In the morning on Saturday Mar. 26, The USS Orleck, a highly decorated U.S. Navy ship, headed into Downtown Jacksonville. 

The plan to bring the Orleck to Jacksonville for preservation has been in action for over a decade, according to Justin Weakland with the Jacksonville Naval Museum.

“We preserved it very well in the dry dock in Texas…What we will see is kind of how the ship looked when it served in Vietnam. So it’s just going to look amazing,” said Weakland in an interview with News4Jax. 

The Jacksonville Naval Museum is set to open June 2022, right around Jacksonville’s bicentennial.

The USS Orleck was laid down Nov. 28, 1944, launched May 12, 1945, and commissioned Sept. 15, 1945. She is a Gearing-class destroyer and was in service from its commission in 1945 to 1982. Orleck operated with the 7th fleet during the Korean War, assisted with recovery of the Gemini IV space capsule and served as a plane guard for aircraft carriers, was a part of Operation Sea Dragon, and participated in search and rescue duties during the Vietnam war.

 Her decommission from the U.S. Navy was not the end of her career, she was transferred to service in the Turkish Navy from 1982 to 2000 under the name TCG Yücetepe.
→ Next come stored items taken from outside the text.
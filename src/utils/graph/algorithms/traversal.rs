//! Depth-first traversals.
//!
//! Both traversals here visit successors in the order the graph yields them and number a
//! vertex the moment it is first reached from its parent, exactly like a recursive
//! depth-first search would. They run on an explicit stack, so arbitrarily deep control
//! flow cannot overflow the native call stack.
//!
//! - [`dfs`] - Lazy pre-order iterator from a single start vertex
//! - [`PreorderForest`] - Pre-order numbering with tree parents, grown from several roots
//!   over one shared visited state

use std::vec;

use crate::utils::graph::{NodeId, Successors};

fn successor_list<G: Successors>(graph: &G, node: NodeId) -> vec::IntoIter<NodeId> {
    graph.successors(node).collect::<Vec<_>>().into_iter()
}

/// Depth-first pre-order iterator over graph vertices.
///
/// # Examples
///
/// ```rust
/// use cfgscope::{algorithms::dfs, GraphCollection, NodeId, Selector};
///
/// let mut graph: GraphCollection<(), ()> = GraphCollection::new();
/// let a = graph.add_vertex();
/// let b = graph.add_vertex();
/// let c = graph.add_vertex();
/// let d = graph.add_vertex();
/// graph.add_edge(a, b, Selector::CFG)?;
/// graph.add_edge(a, c, Selector::CFG)?;
/// graph.add_edge(b, d, Selector::CFG)?;
///
/// let cfg = graph.view(Selector::CFG);
/// let order: Vec<NodeId> = dfs(&cfg, a).collect();
/// assert_eq!(order, vec![a, b, d, c]);
/// # Ok::<(), cfgscope::Error>(())
/// ```
pub struct DfsIterator<'g, G> {
    graph: &'g G,
    start: Option<NodeId>,
    stack: Vec<(NodeId, vec::IntoIter<NodeId>)>,
    visited: Vec<bool>,
}

impl<G: Successors> Iterator for DfsIterator<'_, G> {
    type Item = NodeId;

    fn next(&mut self) -> Option<Self::Item> {
        if let Some(start) = self.start.take() {
            self.stack.push((start, successor_list(self.graph, start)));
            return Some(start);
        }

        loop {
            let (_, successors) = self.stack.last_mut()?;
            let visited = &self.visited;
            let next = successors.find(|succ| visited.get(succ.index()) == Some(&false));
            match next {
                Some(node) => {
                    self.visited[node.index()] = true;
                    self.stack.push((node, successor_list(self.graph, node)));
                    return Some(node);
                }
                None => {
                    self.stack.pop();
                }
            }
        }
    }
}

/// Returns a depth-first pre-order iterator starting at `start`.
///
/// Vertices not reachable from `start` are not visited. If `start` is not a vertex of
/// the graph the iterator is empty.
pub fn dfs<G: Successors>(graph: &G, start: NodeId) -> DfsIterator<'_, G> {
    let mut visited = vec![false; graph.node_bound()];
    let start = if graph.contains_node(start) {
        visited[start.index()] = true;
        Some(start)
    } else {
        None
    };

    DfsIterator {
        graph,
        start,
        stack: Vec::new(),
        visited,
    }
}

/// Pre-order numbering of a depth-first spanning forest.
///
/// Numbers start at 1 and grow across every call to [`grow`](PreorderForest::grow), so a
/// forest built from several roots still has a single consistent numbering. The tree
/// parent of a vertex is the vertex it was first reached from, or whatever parent the
/// caller supplied for a root.
#[derive(Debug, Clone)]
pub struct PreorderForest {
    /// Pre-order number per vertex index, 0 while unvisited
    number: Vec<usize>,
    /// Tree parent per vertex index
    parent: Vec<Option<NodeId>>,
    /// Vertices in numbering order, `order[n - 1]` carries number `n`
    order: Vec<NodeId>,
}

impl PreorderForest {
    /// Creates an empty forest able to hold vertices with index below `node_bound`.
    #[must_use]
    pub fn new(node_bound: usize) -> Self {
        PreorderForest {
            number: vec![0; node_bound],
            parent: vec![None; node_bound],
            order: Vec::with_capacity(node_bound),
        }
    }

    /// Numbers `root` with the given tree parent, then every vertex reachable from it that
    /// is not numbered yet.
    ///
    /// Returns the number of newly visited vertices, zero if `root` was already visited.
    pub fn grow<G: Successors>(&mut self, graph: &G, root: NodeId, parent: Option<NodeId>) -> usize {
        if root.index() >= self.number.len() || self.is_visited(root) {
            return 0;
        }

        let before = self.order.len();
        self.discover(root, parent);

        let mut stack = vec![(root, successor_list(graph, root))];
        while let Some((node, successors)) = stack.last_mut() {
            let node = *node;
            let number = &self.number;
            let child = successors.find(|succ| number.get(succ.index()) == Some(&0));
            match child {
                Some(child) => {
                    self.discover(child, Some(node));
                    stack.push((child, successor_list(graph, child)));
                }
                None => {
                    stack.pop();
                }
            }
        }

        self.order.len() - before
    }

    /// Returns the 1-based pre-order number of `node`.
    #[must_use]
    pub fn number(&self, node: NodeId) -> Option<usize> {
        self.number
            .get(node.index())
            .copied()
            .filter(|&number| number != 0)
    }

    /// Returns `true` once `node` has been numbered.
    #[must_use]
    pub fn is_visited(&self, node: NodeId) -> bool {
        self.number(node).is_some()
    }

    /// Returns the tree parent of `node`.
    #[must_use]
    pub fn parent(&self, node: NodeId) -> Option<NodeId> {
        self.parent.get(node.index()).copied().flatten()
    }

    /// Returns the vertex carrying pre-order number `number`.
    #[must_use]
    pub fn node_at(&self, number: usize) -> Option<NodeId> {
        number
            .checked_sub(1)
            .and_then(|slot| self.order.get(slot))
            .copied()
    }

    /// Returns the visited vertices in pre-order.
    #[must_use]
    pub fn order(&self) -> &[NodeId] {
        &self.order
    }

    /// Returns the number of visited vertices.
    #[must_use]
    pub fn len(&self) -> usize {
        self.order.len()
    }

    /// Returns `true` if nothing has been visited.
    #[must_use]
    pub fn is_empty(&self) -> bool {
        self.order.is_empty()
    }

    /// Returns `true` if `ancestor` is a strict tree ancestor of `node`.
    #[must_use]
    pub fn is_ancestor(&self, ancestor: NodeId, node: NodeId) -> bool {
        let mut current = self.parent(node);
        while let Some(step) = current {
            if step == ancestor {
                return true;
            }
            current = self.parent(step);
        }
        false
    }

    fn discover(&mut self, node: NodeId, parent: Option<NodeId>) {
        self.order.push(node);
        self.number[node.index()] = self.order.len();
        self.parent[node.index()] = parent;
    }
}

#[cfg(test)]
mod tests {
    use crate::utils::graph::{
        algorithms::{dfs, PreorderForest},
        GraphCollection, NodeId, Selector,
    };

    /// 0 -> 1, 0 -> 2, 1 -> 3, 2 -> 3, 3 -> 1; 4 isolated, 5 -> 3
    fn create_graph() -> (GraphCollection<(), ()>, Vec<NodeId>) {
        let mut graph = GraphCollection::new();
        let n: Vec<NodeId> = (0..6).map(|_| graph.add_vertex()).collect();
        for (s, t) in [(0, 1), (0, 2), (1, 3), (2, 3), (3, 1), (5, 3)] {
            graph.add_edge(n[s], n[t], Selector::CFG).unwrap();
        }
        (graph, n)
    }

    #[test]
    fn test_dfs_preorder() {
        let (graph, n) = create_graph();
        let cfg = graph.view(Selector::CFG);
        let order: Vec<NodeId> = dfs(&cfg, n[0]).collect();
        assert_eq!(order, vec![n[0], n[1], n[3], n[2]]);
    }

    #[test]
    fn test_dfs_unknown_start() {
        let (graph, _) = create_graph();
        let cfg = graph.view(Selector::CFG);
        assert_eq!(dfs(&cfg, NodeId::new(42)).count(), 0);
    }

    #[test]
    fn test_dfs_is_true_preorder() {
        // a -> b, a -> c, b -> c: a stack-marking traversal would report c before b's
        // subtree is finished, a recursive one reaches c through b.
        let mut graph: GraphCollection<(), ()> = GraphCollection::new();
        let a = graph.add_vertex();
        let b = graph.add_vertex();
        let c = graph.add_vertex();
        graph.add_edge(a, b, Selector::CFG).unwrap();
        graph.add_edge(a, c, Selector::CFG).unwrap();
        graph.add_edge(b, c, Selector::CFG).unwrap();

        let cfg = graph.view(Selector::CFG);
        let mut forest = PreorderForest::new(3);
        forest.grow(&cfg, a, None);
        assert_eq!(forest.parent(c), Some(b));
        assert_eq!(dfs(&cfg, a).collect::<Vec<_>>(), vec![a, b, c]);
    }

    #[test]
    fn test_forest_numbering_and_parents() {
        let (graph, n) = create_graph();
        let cfg = graph.view(Selector::CFG);
        let mut forest = PreorderForest::new(graph.vertex_bound());

        assert_eq!(forest.grow(&cfg, n[0], None), 4);
        assert_eq!(forest.number(n[0]), Some(1));
        assert_eq!(forest.number(n[3]), Some(3));
        assert_eq!(forest.number(n[2]), Some(4));
        assert_eq!(forest.parent(n[0]), None);
        assert_eq!(forest.parent(n[3]), Some(n[1]));
        assert_eq!(forest.parent(n[2]), Some(n[0]));
        assert!(forest.is_ancestor(n[0], n[3]));
        assert!(!forest.is_ancestor(n[3], n[3]));
        assert!(!forest.is_ancestor(n[2], n[3]));

        // a second root continues the numbering
        assert_eq!(forest.grow(&cfg, n[5], Some(n[0])), 1);
        assert_eq!(forest.number(n[5]), Some(5));
        assert_eq!(forest.parent(n[5]), Some(n[0]));
        assert_eq!(forest.grow(&cfg, n[5], None), 0);

        assert!(!forest.is_visited(n[4]));
        assert_eq!(forest.node_at(5), Some(n[5]));
        assert_eq!(forest.node_at(0), None);
        assert_eq!(forest.len(), 5);
    }
}
impl<'g, G> LengauerTarjan<'g, G>
where
    G: Successors + Predecessors,
{
    fn new(graph: &'g G, root: NodeId, reverse: bool) -> Self {
        let slots = graph.node_count() + 1;
        LengauerTarjan {
            graph,
            root,
            reverse,
            forest: PreorderForest::new(graph.node_bound()),
            fake_exit: BTreeSet::new(),
            dfs_parent: vec![0; slots],
            key: (0..slots).collect(),
            path_min: (0..slots).collect(),
            bucket: vec![0; slots],
            next_bucket: vec![0; slots],
            set_chain: vec![0; slots],
            set_size: vec![1; slots],
            set_child: vec![0; slots],
            dom: vec![0; slots],
        }
    }

    fn solve(mut self, direction: DominanceDirection) -> Result<DominanceSolution> {
        self.number_vertices()?;
        self.compute_idoms();
        Ok(self.into_solution(direction))
    }

    fn number_vertices(&mut self) -> Result<()> {
        let graph = self.graph;
        self.forest.grow(graph, self.root, None);

        if self.reverse {
            // Blocks without any path to the exit: noreturn calls first, then whatever
            // the DFS still misses (infinite loops).
            let mut saw_unconnected = false;
            for node in graph.node_ids() {
                if node == self.root {
                    continue;
                }
                if graph.predecessors(node).next().is_some() {
                    saw_unconnected |= !self.forest.is_visited(node);
                    continue;
                }
                self.add_fake_exit_edge(node);
            }

            if saw_unconnected {
                for node in graph.node_ids() {
                    if node == self.root || self.forest.is_visited(node) {
                        continue;
                    }
                    self.add_fake_exit_edge(node);
                }
            }
        }

        let total = graph.node_count();
        if self.forest.len() != total {
            return Err(malformed_error!(
                "There is no path from {} to every vertex: {} of {} vertices reached",
                self.root,
                self.forest.len(),
                total
            ));
        }

        for (slot, &node) in self.forest.order().iter().enumerate() {
            let number = slot + 1;
            self.dfs_parent[number] = self
                .forest
                .parent(node)
                .and_then(|parent| self.forest.number(parent))
                .unwrap_or(0);
            trace!("dfs {} -> {} (parent {})", number, node, self.dfs_parent[number]);
        }

        Ok(())
    }

    fn add_fake_exit_edge(&mut self, node: NodeId) {
        trace!("Fake exit edge {} -> {}", self.root, node);
        self.fake_exit.insert(node);
        self.forest.grow(self.graph, node, Some(self.root));
    }

    fn number_of(&self, node: NodeId) -> usize {
        self.forest.number(node).unwrap_or(0)
    }

    fn compute_idoms(&mut self) {
        let graph = self.graph;
        let nodes = self.forest.len();
        let root_number = self.number_of(self.root);

        for v in (2..=nodes).rev() {
            let Some(node) = self.forest.node_at(v) else {
                continue;
            };
            let par = self.dfs_parent[v];
            let mut k = v;

            // The fake edge from the exit is processed before the real predecessors
            let fake = (self.reverse && self.fake_exit.contains(&node)).then_some(root_number);
            let preds: Vec<usize> = fake
                .into_iter()
                .chain(graph.predecessors(node).map(|pred| self.number_of(pred)))
                .collect();

            for mut k1 in preds {
                if k1 > v {
                    let min = self.eval(k1);
                    k1 = self.key[min];
                }
                if k1 < k {
                    k = k1;
                }
            }
            trace!("semidominator key of {} (dfs {}) is {}", node, v, k);

            self.key[v] = k;
            self.link_roots(par, v);
            self.next_bucket[v] = self.bucket[k];
            self.bucket[k] = v;

            let mut w = self.bucket[par];
            while w != 0 {
                let min = self.eval(w);
                self.dom[w] = if self.key[min] < self.key[w] { min } else { par };
                w = self.next_bucket[w];
            }
            self.bucket[par] = 0;
        }

        for v in 1..=nodes {
            if self.dom[v] != self.key[v] {
                self.dom[v] = self.dom[self.dom[v]];
            }
        }
    }

    /// Compresses the path from `v` to the root of its set, keeping `path_min` current.
    fn compress(&mut self, v: usize) {
        let mut path = Vec::new();
        let mut current = v;
        while self.set_chain[self.set_chain[current]] != 0 {
            path.push(current);
            current = self.set_chain[current];
        }

        for &node in path.iter().rev() {
            let parent = self.set_chain[node];
            if self.key[self.path_min[parent]] < self.key[self.path_min[node]] {
                self.path_min[node] = self.path_min[parent];
            }
            self.set_chain[node] = self.set_chain[parent];
        }
    }

    /// Returns the vertex with the smallest key on the path from `v` to its set root.
    fn eval(&mut self, v: usize) -> usize {
        let mut rep = self.set_chain[v];
        if rep == 0 {
            return self.path_min[v];
        }

        if self.set_chain[rep] != 0 {
            self.compress(v);
            rep = self.set_chain[v];
        }

        if self.key[self.path_min[rep]] >= self.key[self.path_min[v]] {
            self.path_min[v]
        } else {
            self.path_min[rep]
        }
    }

    /// Merges the set of `w` into the set rooted at its DFS parent `v`, rebalancing.
    fn link_roots(&mut self, v: usize, w: usize) {
        let mut s = w;
        while self.key[self.path_min[w]] < self.key[self.path_min[self.set_child[s]]] {
            let child = self.set_child[s];
            if self.set_size[s] + self.set_size[self.set_child[child]] >= 2 * self.set_size[child]
            {
                self.set_chain[child] = s;
                self.set_child[s] = self.set_child[child];
            } else {
                self.set_size[child] = self.set_size[s];
                self.set_chain[s] = child;
                s = child;
            }
        }

        self.path_min[s] = self.path_min[w];
        self.set_size[v] += self.set_size[w];
        if self.set_size[v] < 2 * self.set_size[w] {
            std::mem::swap(&mut s, &mut self.set_child[v]);
        }

        while s != 0 {
            self.set_chain[s] = v;
            s = self.set_child[s];
        }
    }

    fn into_solution(self, direction: DominanceDirection) -> DominanceSolution {
        let bound = self.graph.node_bound();
        let mut idom = vec![None; bound];
        let mut dfs_number = vec![0; bound];

        for (slot, &node) in self.forest.order().iter().enumerate() {
            dfs_number[node.index()] = slot + 1;
            let d = self.dom[slot + 1];
            if let Some(dominator) = self.forest.node_at(d) {
                idom[node.index()] = Some(dominator);
            }
        }
        idom[self.root.index()] = Some(self.root);

        debug!(
            "{:?}: {} vertices numbered, {} fake exit edges",
            direction,
            self.forest.len(),
            self.fake_exit.len()
        );

        DominanceSolution {
            direction,
            root: self.root,
            idom,
            preorder: self.forest.order().to_vec(),
            dfs_number,
            fake_exit: self.fake_exit,
        }
    }
}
She has since become a museum ship, evident by her current use.

She was named for Joseph Orleck, a Lieutenant in the U.S. Navy. He was posthumously awarded the Navy Cross, the second highest military decoration for the Navy and Marine Corps, after going down with his ship in 1943. He was also a recipient of Navy and Marine Corps medal, the highest non-combat decoration in either branch.

The institution of a new naval museum in Jacksonville has been long-awaited, the Mayport Naval Base is the third-largest naval surface fleet concentration area in the US, and one of the few of the largest without a museum.